When this happens, a Dictionary
I’ve found that not using this collection builds up a lot of performance debt. Because: If one looks for an entry in a
List<T>, in the worst case all entries must be searched one after the other. Many CPU cycles are wasted when there’s a lot of data or nesting.
However, adding to a Dictionary<TKey, TValue> takes a little more work than adding to a primitive List<T>. When it comes to specific searches, Dictionary<TKey, TValue> is a strong companion.
LinkedList<T>
If your favorite still might be List<T> check out LinkedList<T>.
This collection can exist as long as it’s clear why the list is useful. This is the only list that doesn’t store data in an internal array.
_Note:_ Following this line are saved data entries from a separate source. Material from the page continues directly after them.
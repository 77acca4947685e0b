//! Pointer gesture lifecycle for the slot editor.
//!
//! ```text
//! Idle -> PendingDrag -> Idle            (drop yields Move / Swap / nothing)
//! Idle -> PendingResize -> ResizingLive -> Idle   (release yields Resize)
//!                \______________\_______-> Idle   (cancel, no gesture)
//! ```
//!
//! The machine only tracks preview state. It never touches the registry;
//! gestures it yields are committed through [`ShelfEditor::apply`](super::ShelfEditor::apply).

use crate::error::Result;
use crate::registry::{SlotId, SlotRegistry};

#[derive(Debug, Clone, Copy, Default, PartialEq, Eq)]
pub enum InteractionState {
    #[default]
    Idle,
    PendingDrag {
        slot: SlotId,
    },
    PendingResize {
        slot: SlotId,
        span: u16,
        max_span: u16,
    },
    ResizingLive {
        slot: SlotId,
        span: u16,
        max_span: u16,
        preview: u16,
    },
}

/// Where a dragged slot was released.
#[derive(Debug, Clone, Copy, PartialEq, Eq)]
pub enum DropTarget {
    Cell { row: u16, col: u16 },
    Slot(SlotId),
}

/// Committable outcome of a finished gesture.
#[derive(Debug, Clone, Copy, PartialEq, Eq)]
pub enum Gesture {
    Move { slot: SlotId, row: u16, col: u16 },
    Swap { a: SlotId, b: SlotId },
    Resize { slot: SlotId, span: u16 },
}

#[derive(Debug, Clone, Default)]
pub struct SlotInteraction {
    state: InteractionState,
}

impl SlotInteraction {
    pub fn new() -> Self {
        Self::default()
    }

    pub fn state(&self) -> InteractionState {
        self.state
    }

    pub fn is_idle(&self) -> bool {
        self.state == InteractionState::Idle
    }

    /// Start dragging `slot`. Ignored unless idle.
    pub fn begin_drag(&mut self, slot: SlotId) -> bool {
        if !self.is_idle() {
            return false;
        }
        self.state = InteractionState::PendingDrag { slot };
        true
    }

    /// Finish a drag. Dropping on an empty cell moves, on another slot swaps.
    pub fn drop_on(&mut self, target: DropTarget) -> Option<Gesture> {
        let InteractionState::PendingDrag { slot } = self.state else {
            return None;
        };
        self.state = InteractionState::Idle;
        match target {
            DropTarget::Cell { row, col } => Some(Gesture::Move { slot, row, col }),
            DropTarget::Slot(other) if other != slot => Some(Gesture::Swap { a: slot, b: other }),
            DropTarget::Slot(_) => None,
        }
    }

    /// Grab the resize handle of `slot`. Ignored unless idle.
    pub fn begin_resize(&mut self, registry: &SlotRegistry, slot: SlotId) -> Result<bool> {
        let span = registry.slot(slot)?.span();
        let max_span = registry.max_span(slot)?;
        if !self.is_idle() {
            return Ok(false);
        }
        self.state = InteractionState::PendingResize { slot, span, max_span };
        Ok(true)
    }

    /// Track the pointer; returns the clamped preview span.
    pub fn update_resize(&mut self, requested: u16) -> Option<u16> {
        let (slot, original, max_span) = match self.state {
            InteractionState::PendingResize { slot, span, max_span }
            | InteractionState::ResizingLive { slot, span, max_span, .. } => (slot, span, max_span),
            _ => return None,
        };
        let preview = requested.clamp(1, max_span);
        self.state = InteractionState::ResizingLive {
            slot,
            span: original,
            max_span,
            preview,
        };
        Some(preview)
    }

    pub fn preview(&self) -> Option<(SlotId, u16)> {
        match self.state {
            InteractionState::ResizingLive { slot, preview, .. } => Some((slot, preview)),
            _ => None,
        }
    }

    /// Release the resize handle. Yields a gesture only if the span changed.
    pub fn release(&mut self) -> Option<Gesture> {
        let state = std::mem::take(&mut self.state);
        match state {
            InteractionState::ResizingLive { slot, span, preview, .. } if preview != span => {
                Some(Gesture::Resize { slot, span: preview })
            }
            InteractionState::PendingDrag { .. } => {
                self.state = state;
                None
            }
            _ => None,
        }
    }

    /// Abandon whatever is in flight.
    pub fn cancel(&mut self) {
        self.state = InteractionState::Idle;
    }
}
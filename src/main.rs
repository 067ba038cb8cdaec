//! Main application entry point (CLI binary).
//!
//! A thin wrapper around the `mail_posture` library: parses arguments,
//! initializes logging, runs one assessment and prints the report as JSON.

use std::process;

use anyhow::{Context, Result};
use clap::Parser;

use mail_posture::initialization::{init_logger_with, init_resolver};
use mail_posture::{Assessor, Config, HickoryResolver};

#[tokio::main]
async fn main() -> Result<()> {
    let config = Config::parse();

    init_logger_with(config.log_level.clone().into(), config.log_format.clone())
        .context("Failed to initialize logger")?;

    let options = config.scan_options();
    let resolver = HickoryResolver::new(init_resolver(options.dns_timeout));
    let assessor = Assessor::new(resolver, options);

    let report = match assessor
        .assess(&config.domain, Some(&config.score_version))
        .await
    {
        Ok(report) => report,
        Err(e) => {
            eprintln!("mail_posture error: {e}");
            process::exit(1);
        }
    };

    let json = if config.compact {
        serde_json::to_string(&report)
    } else {
        serde_json::to_string_pretty(&report)
    }
    .context("Failed to serialize report")?;
    println!("{json}");

    if let Some(threshold) = config.fail_below {
        if report.score < threshold {
            eprintln!(
                "Score {} is below the --fail-below threshold of {threshold}",
                report.score
            );
            process::exit(2);
        }
    }

    Ok(())
}
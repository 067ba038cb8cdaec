//! Resolver seam and the `hickory-resolver` implementation.

use std::future::Future;
use std::sync::Arc;

use hickory_resolver::error::{ResolveError, ResolveErrorKind};
use hickory_resolver::proto::op::ResponseCode;
use hickory_resolver::proto::rr::{RData, RecordType as HickoryRecordType};
use hickory_resolver::TokioAsyncResolver;

use super::records::{DnsError, DnsRecord, RecordType};

/// Issues a single DNS query. Retries, timeouts and caching belong to the gateway.
///
/// An empty `Ok` vector means the name exists but has no records of that type.
pub trait DnsResolver: Clone + Send + Sync + 'static {
    fn lookup(
        &self,
        name: &str,
        record_type: RecordType,
    ) -> impl Future<Output = Result<Vec<DnsRecord>, DnsError>> + Send;
}

/// Production resolver backed by `hickory-resolver`.
#[derive(Clone)]
pub struct HickoryResolver {
    resolver: Arc<TokioAsyncResolver>,
}

impl HickoryResolver {
    pub fn new(resolver: Arc<TokioAsyncResolver>) -> Self {
        Self { resolver }
    }
}

impl From<RecordType> for HickoryRecordType {
    fn from(record_type: RecordType) -> Self {
        match record_type {
            RecordType::Mx => HickoryRecordType::MX,
            RecordType::A => HickoryRecordType::A,
            RecordType::Aaaa => HickoryRecordType::AAAA,
            RecordType::Txt => HickoryRecordType::TXT,
        }
    }
}

impl DnsResolver for HickoryResolver {
    async fn lookup(
        &self,
        name: &str,
        record_type: RecordType,
    ) -> Result<Vec<DnsRecord>, DnsError> {
        // Fully qualified so search domains are never appended
        let fqdn = if name.ends_with('.') {
            name.to_string()
        } else {
            format!("{name}.")
        };
        match self.resolver.lookup(fqdn.as_str(), record_type.into()).await {
            Ok(lookup) => Ok(lookup
                .iter()
                .filter_map(|rdata| convert_rdata(record_type, rdata))
                .collect()),
            Err(e) => match classify_error(&e) {
                Some(err) => Err(err),
                None => Ok(Vec::new()),
            },
        }
    }
}

/// Keeps only answers of the queried type; CNAME links in the chain are dropped.
fn convert_rdata(record_type: RecordType, rdata: &RData) -> Option<DnsRecord> {
    match (record_type, rdata) {
        (RecordType::Mx, RData::MX(mx)) => Some(DnsRecord::Mx {
            preference: mx.preference(),
            exchange: mx.exchange().to_utf8().trim_end_matches('.').to_string(),
        }),
        (RecordType::A, RData::A(a)) => Some(DnsRecord::A(a.0)),
        (RecordType::Aaaa, RData::AAAA(aaaa)) => Some(DnsRecord::Aaaa(aaaa.0)),
        (RecordType::Txt, RData::TXT(txt)) => Some(DnsRecord::Txt(
            txt.txt_data()
                .iter()
                .map(|part| String::from_utf8_lossy(part).into_owned())
                .collect::<Vec<_>>()
                .join(""),
        )),
        _ => None,
    }
}

/// Maps a hickory error onto [`DnsError`]. `None` means NOERROR with no data.
fn classify_error(e: &ResolveError) -> Option<DnsError> {
    match e.kind() {
        ResolveErrorKind::NoRecordsFound { response_code, .. } => match *response_code {
            ResponseCode::NoError => None,
            ResponseCode::NXDomain => Some(DnsError::NxDomain),
            ResponseCode::ServFail => Some(DnsError::ServFail),
            other => Some(DnsError::Other(format!("response code {other}"))),
        },
        ResolveErrorKind::Timeout => Some(DnsError::Timeout),
        ResolveErrorKind::Proto(proto) => {
            let msg = proto.to_string();
            let lower = msg.to_lowercase();
            if lower.contains("timed out") || lower.contains("timeout") {
                Some(DnsError::Timeout)
            } else if lower.contains("io error") || lower.contains("connection") {
                Some(DnsError::Other(msg))
            } else {
                Some(DnsError::Malformed(msg))
            }
        }
        _ => Some(DnsError::Other(e.to_string())),
    }
}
Since no array has to be created or expanded in case of capacity overflow, LinkedList<T> stores large amounts of data very efficiently.
Instead of using an array, the entries are linked together and put into context. This list is unbeatable regarding memory requirements and effort when adding an element.
var linkedList = new LinkedList<Item>();
var item = new Item();
linkedList.AddLast(item);
linkedList.AddLast(item);
linkedList.AddLast(item);
linkedList.AddLast(item);
linkedList.AddLast(item);
Console.WriteLine("How many items does LinkedList have? {0}!", linkedList.Count);This code fragment outputs 5.

Caution! A downside with this collection is that adding is only fast if you add new elements at the beginning or end. Use AddFirst() and AddLast().
When you add somewhere in the middle, it is slow.
Here, the LinkedList<T> does not know where an element is located. Therefore, it must iterate through all entries from start to finish to find an element. This is why using AddBefore() and AddAfter() are complicated.
When you want to find a specific element or detect if an element is in the set, you always have the overhead of iterating through the entire set.
Stack<T>
Next is Stack<T> and in some cases, this collection is a great help.
In contrast to all previous collections, a stack follows the LIFO principle (Last-In-First-Out). The lastly added element also gets removed first.
The example shows that the forEach loop outputs the elements in Stack<T> in the reverse order in which they were added.
var stack = new Stack<int>();
stack.Push(11);
stack.Push(22);
stack.Push(33);
stack.Push(44);
stack.Push(55);
foreach (var integer in stack)
{
Console.WriteLine(integer);
}
Console.WriteLine("How many items does my Stack have? {0}!", stack.Count);
Stacks work like lists in this case, and they work pretty much the same way when adding. Even the logic behind Push() is similar to Add() of List<T> The entries are also stored in an array.
Queue<T>
The last type in our series isn’t for everyday use. But when you need to use it, you’d better know about it and its sweet perks.
Queue<T> queues entries using the FIFO (First-In-First-Out) principle. The entries are taken out in the order they were added:
var queue = new Queue<int>();
queue.Enqueue(11);
queue.Enqueue(22);
queue.Enqueue(33);
queue.Enqueue(44);
queue.Enqueue(55);
foreach (var integer in queue)
{
Console.WriteLine(integer);
}
Console.WriteLine("How many items does my Queue have? {0}!", queue.Count);
Queues have their advantages. It’s easy to remove the first entry from the queue withDequeue().
In comparison to List<T> when you remove the first entry from a list, you must move all the remaining entries, which is performance intense.
Final Thoughts & More To Explore
If the standard collections are not enough for you, you can consume many other collections via NuGet.
But just the knowledge about the .NET collections is what each developer should memorize. Too often, did I, and probably also you, give away performance and waste resources by making the wrong choice.